**About this exercise:** A word-for-word restatement of the listing is the only acceptable answer.

**Source data:**
BEGIN
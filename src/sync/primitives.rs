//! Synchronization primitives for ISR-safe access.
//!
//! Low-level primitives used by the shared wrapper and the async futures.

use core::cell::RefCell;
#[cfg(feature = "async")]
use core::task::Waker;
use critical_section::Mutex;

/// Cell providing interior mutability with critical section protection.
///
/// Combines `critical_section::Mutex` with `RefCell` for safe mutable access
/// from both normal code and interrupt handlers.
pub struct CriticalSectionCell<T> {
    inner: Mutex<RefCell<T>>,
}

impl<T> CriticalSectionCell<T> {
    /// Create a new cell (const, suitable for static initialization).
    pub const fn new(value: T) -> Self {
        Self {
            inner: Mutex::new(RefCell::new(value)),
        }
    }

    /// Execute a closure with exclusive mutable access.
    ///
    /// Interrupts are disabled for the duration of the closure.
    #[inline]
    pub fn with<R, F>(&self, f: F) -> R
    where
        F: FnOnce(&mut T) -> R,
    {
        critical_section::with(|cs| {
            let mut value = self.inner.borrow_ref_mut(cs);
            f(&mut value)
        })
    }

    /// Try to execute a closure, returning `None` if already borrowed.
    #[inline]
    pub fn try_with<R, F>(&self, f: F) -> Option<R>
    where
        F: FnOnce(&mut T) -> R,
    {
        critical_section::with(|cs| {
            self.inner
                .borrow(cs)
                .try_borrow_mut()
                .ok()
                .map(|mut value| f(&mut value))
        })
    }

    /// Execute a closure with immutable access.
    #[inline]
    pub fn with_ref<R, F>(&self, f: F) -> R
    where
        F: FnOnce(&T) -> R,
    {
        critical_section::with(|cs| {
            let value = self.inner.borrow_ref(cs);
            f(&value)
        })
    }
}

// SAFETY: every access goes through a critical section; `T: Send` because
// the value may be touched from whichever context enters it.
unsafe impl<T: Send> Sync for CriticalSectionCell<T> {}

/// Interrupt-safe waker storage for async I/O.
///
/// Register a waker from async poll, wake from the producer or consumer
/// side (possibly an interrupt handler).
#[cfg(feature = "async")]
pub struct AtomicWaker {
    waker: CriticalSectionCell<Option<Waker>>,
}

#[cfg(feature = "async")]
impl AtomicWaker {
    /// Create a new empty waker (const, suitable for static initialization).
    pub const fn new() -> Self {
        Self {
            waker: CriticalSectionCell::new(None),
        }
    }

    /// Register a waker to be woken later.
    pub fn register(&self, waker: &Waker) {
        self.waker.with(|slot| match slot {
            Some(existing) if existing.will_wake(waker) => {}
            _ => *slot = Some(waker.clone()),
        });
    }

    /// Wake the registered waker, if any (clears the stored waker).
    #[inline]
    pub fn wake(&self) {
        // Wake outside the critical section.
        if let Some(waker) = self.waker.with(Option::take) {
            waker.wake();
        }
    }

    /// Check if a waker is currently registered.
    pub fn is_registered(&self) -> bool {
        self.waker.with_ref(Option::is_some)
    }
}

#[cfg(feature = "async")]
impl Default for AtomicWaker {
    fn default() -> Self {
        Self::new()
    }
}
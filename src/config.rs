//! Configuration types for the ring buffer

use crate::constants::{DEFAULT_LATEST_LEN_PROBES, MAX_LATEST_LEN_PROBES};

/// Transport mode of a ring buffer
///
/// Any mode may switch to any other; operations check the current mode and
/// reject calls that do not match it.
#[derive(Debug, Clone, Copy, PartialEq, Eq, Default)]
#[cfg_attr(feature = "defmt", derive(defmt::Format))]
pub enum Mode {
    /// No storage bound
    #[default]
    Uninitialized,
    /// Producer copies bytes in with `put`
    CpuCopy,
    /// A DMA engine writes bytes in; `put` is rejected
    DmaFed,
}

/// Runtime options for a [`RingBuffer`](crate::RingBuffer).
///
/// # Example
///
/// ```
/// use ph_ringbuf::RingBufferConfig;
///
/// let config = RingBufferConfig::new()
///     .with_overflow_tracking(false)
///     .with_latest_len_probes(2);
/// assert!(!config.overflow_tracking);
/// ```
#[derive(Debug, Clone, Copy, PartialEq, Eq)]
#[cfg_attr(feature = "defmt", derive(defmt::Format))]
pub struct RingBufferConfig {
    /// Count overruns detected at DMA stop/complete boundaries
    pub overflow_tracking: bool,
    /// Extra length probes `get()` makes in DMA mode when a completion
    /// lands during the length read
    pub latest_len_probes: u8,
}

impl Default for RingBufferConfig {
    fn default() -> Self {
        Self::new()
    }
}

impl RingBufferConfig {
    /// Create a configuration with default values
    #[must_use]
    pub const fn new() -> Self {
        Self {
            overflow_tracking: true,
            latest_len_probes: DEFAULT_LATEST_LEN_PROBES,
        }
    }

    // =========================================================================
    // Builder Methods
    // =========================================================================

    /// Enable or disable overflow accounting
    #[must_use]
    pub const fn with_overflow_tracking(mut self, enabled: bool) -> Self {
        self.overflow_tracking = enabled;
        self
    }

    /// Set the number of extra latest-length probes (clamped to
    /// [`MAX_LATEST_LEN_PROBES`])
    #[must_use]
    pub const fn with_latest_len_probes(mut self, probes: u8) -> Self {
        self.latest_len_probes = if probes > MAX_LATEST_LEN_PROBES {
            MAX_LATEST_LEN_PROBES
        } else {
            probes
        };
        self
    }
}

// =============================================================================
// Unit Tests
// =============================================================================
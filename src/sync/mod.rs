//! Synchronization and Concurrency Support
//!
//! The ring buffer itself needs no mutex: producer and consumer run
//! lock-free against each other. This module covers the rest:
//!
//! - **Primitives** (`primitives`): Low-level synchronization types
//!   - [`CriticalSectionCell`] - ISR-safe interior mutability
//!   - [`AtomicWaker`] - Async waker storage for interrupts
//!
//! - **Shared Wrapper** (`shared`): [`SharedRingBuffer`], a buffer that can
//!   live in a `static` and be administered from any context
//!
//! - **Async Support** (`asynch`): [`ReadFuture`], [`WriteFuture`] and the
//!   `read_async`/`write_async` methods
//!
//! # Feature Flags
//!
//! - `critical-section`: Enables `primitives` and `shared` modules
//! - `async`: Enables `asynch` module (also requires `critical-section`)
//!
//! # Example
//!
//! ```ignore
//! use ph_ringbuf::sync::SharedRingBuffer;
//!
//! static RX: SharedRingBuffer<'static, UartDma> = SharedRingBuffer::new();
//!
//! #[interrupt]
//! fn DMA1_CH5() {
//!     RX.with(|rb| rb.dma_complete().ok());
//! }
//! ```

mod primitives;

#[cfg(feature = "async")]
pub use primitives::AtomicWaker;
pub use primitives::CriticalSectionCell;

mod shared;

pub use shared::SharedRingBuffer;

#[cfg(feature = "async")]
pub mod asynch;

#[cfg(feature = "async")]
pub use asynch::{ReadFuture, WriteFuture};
END
**Answer box:**
filename src/sync/primitives.rs
//! Synchronization primitives for ISR-safe access.
//!
//! Low-level primitives used by the shared wrapper and the async futures.

use core::cell::RefCell;
#[cfg(feature = "async")]
use core::task::Waker;
use critical_section::Mutex;

/// Cell providing interior mutability with critical section protection.
///
/// Combines `critical_section::Mutex` with `RefCell` for safe mutable access
/// from both normal code and interrupt handlers.
pub struct CriticalSectionCell<T> {
    inner: Mutex<RefCell<T>>,
}

impl<T> CriticalSectionCell<T> {
    /// Create a new cell (const, suitable for static initialization).
    pub const fn new(value: T) -> Self {
        Self {
            inner: Mutex::new(RefCell::new(value)),
        }
    }

    /// Execute a closure with exclusive mutable access.
    ///
    /// Interrupts are disabled for the duration of the closure.
    #[inline]
    pub fn with<R, F>(&self, f: F) -> R
    where
        F: FnOnce(&mut T) -> R,
    {
        critical_section::with(|cs| {
            let mut value = self.inner.borrow_ref_mut(cs);
            f(&mut value)
        })
    }

    /// Try to execute a closure, returning `None` if already borrowed.
    #[inline]
    pub fn try_with<R, F>(&self, f: F) -> Option<R>
    where
        F: FnOnce(&mut T) -> R,
    {
        critical_section::with(|cs| {
            self.inner
                .borrow(cs)
                .try_borrow_mut()
                .ok()
                .map(|mut value| f(&mut value))
        })
    }

    /// Execute a closure with immutable access.
    #[inline]
    pub fn with_ref<R, F>(&self, f: F) -> R
    where
        F: FnOnce(&T) -> R,
    {
        critical_section::with(|cs| {
            let value = self.inner.borrow_ref(cs);
            f(&value)
        })
    }
}

// SAFETY: every access goes through a critical section; `T: Send` because
// the value may be touched from whichever context enters it.
unsafe impl<T: Send> Sync for CriticalSectionCell<T> {}

/// Interrupt-safe waker storage for async I/O.
///
/// Register a waker from async poll, wake from the producer or consumer
/// side (possibly an interrupt handler).
#[cfg(feature = "async")]
pub struct AtomicWaker {
    waker: CriticalSectionCell<Option<Waker>>,
}

#[cfg(feature = "async")]
impl AtomicWaker {
    /// Create a new empty waker (const, suitable for static initialization).
    pub const fn new() -> Self {
        Self {
            waker: CriticalSectionCell::new(None),
        }
    }

    /// Register a waker to be woken later.
    pub fn register(&self, waker: &Waker) {
        self.waker.with(|slot| match slot {
            Some(existing) if existing.will_wake(waker) => {}
            _ => *slot = Some(waker.clone()),
        });
    }

    /// Wake the registered waker, if any (clears the stored waker).
    #[inline]
    pub fn wake(&self) {
        // Wake outside the critical section.
        if let Some(waker) = self.waker.with(Option::take) {
            waker.wake();
        }
    }

    /// Check if a waker is currently registered.
    pub fn is_registered(&self) -> bool {
        self.waker.with_ref(Option::is_some)
    }
}

#[cfg(feature = "async")]
impl Default for AtomicWaker {
    fn default() -> Self {
        Self::new()
    }
}
filename src/config.rs
//! Configuration types for the ring buffer

use crate::constants::{DEFAULT_LATEST_LEN_PROBES, MAX_LATEST_LEN_PROBES};

/// Transport mode of a ring buffer
///
/// Any mode may switch to any other; operations check the current mode and
/// reject calls that do not match it.
#[derive(Debug, Clone, Copy, PartialEq, Eq, Default)]
#[cfg_attr(feature = "defmt", derive(defmt::Format))]
pub enum Mode {
    /// No storage bound
    #[default]
    Uninitialized,
    /// Producer copies bytes in with `put`
    CpuCopy,
    /// A DMA engine writes bytes in; `put` is rejected
    DmaFed,
}

/// Runtime options for a [`RingBuffer`](crate::RingBuffer).
///
/// # Example
///
/// ```
/// use ph_ringbuf::RingBufferConfig;
///
/// let config = RingBufferConfig::new()
///     .with_overflow_tracking(false)
///     .with_latest_len_probes(2);
/// assert!(!config.overflow_tracking);
/// ```
#[derive(Debug, Clone, Copy, PartialEq, Eq)]
#[cfg_attr(feature = "defmt", derive(defmt::Format))]
pub struct RingBufferConfig {
    /// Count overruns detected at DMA stop/complete boundaries
    pub overflow_tracking: bool,
    /// Extra length probes `get()` makes in DMA mode when a completion
    /// lands during the length read
    pub latest_len_probes: u8,
}

impl Default for RingBufferConfig {
    fn default() -> Self {
        Self::new()
    }
}

impl RingBufferConfig {
    /// Create a configuration with default values
    #[must_use]
    pub const fn new() -> Self {
        Self {
            overflow_tracking: true,
            latest_len_probes: DEFAULT_LATEST_LEN_PROBES,
        }
    }

    // =========================================================================
    // Builder Methods
    // =========================================================================

    /// Enable or disable overflow accounting
    #[must_use]
    pub const fn with_overflow_tracking(mut self, enabled: bool) -> Self {
        self.overflow_tracking = enabled;
        self
    }

    /// Set the number of extra latest-length probes (clamped to
    /// [`MAX_LATEST_LEN_PROBES`])
    #[must_use]
    pub const fn with_latest_len_probes(mut self, probes: u8) -> Self {
        self.latest_len_probes = if probes > MAX_LATEST_LEN_PROBES {
            MAX_LATEST_LEN_PROBES
        } else {
            probes
        };
        self
    }
}

// =============================================================================
// Unit Tests
// =============================================================================
filename src/sync/mod.rs
//! Synchronization and Concurrency Support
//!
//! The ring buffer itself needs no mutex: producer and consumer run
//! lock-free against each other. This module covers the rest:
//!
//! - **Primitives** (`primitives`): Low-level synchronization types
//!   - [`CriticalSectionCell`] - ISR-safe interior mutability
//!   - [`AtomicWaker`] - Async waker storage for interrupts
//!
//! - **Shared Wrapper** (`shared`): [`SharedRingBuffer`], a buffer that can
//!   live in a `static` and be administered from any context
//!
//! - **Async Support** (`asynch`): [`ReadFuture`], [`WriteFuture`] and the
//!   `read_async`/`write_async` methods
//!
//! # Feature Flags
//!
//! - `critical-section`: Enables `primitives` and `shared` modules
//! - `async`: Enables `asynch` module (also requires `critical-section`)
//!
//! # Example
//!
//! ```ignore
//! use ph_ringbuf::sync::SharedRingBuffer;
//!
//! static RX: SharedRingBuffer<'static, UartDma> = SharedRingBuffer::new();
//!
//! #[interrupt]
//! fn DMA1_CH5() {
//!     RX.with(|rb| rb.dma_complete().ok());
//! }
//! ```

mod primitives;

#[cfg(feature = "async")]
pub use primitives::AtomicWaker;
pub use primitives::CriticalSectionCell;

mod shared;

pub use shared::SharedRingBuffer;

#[cfg(feature = "async")]
pub mod asynch;

#[cfg(feature = "async")]
pub use asynch::{ReadFuture, WriteFuture};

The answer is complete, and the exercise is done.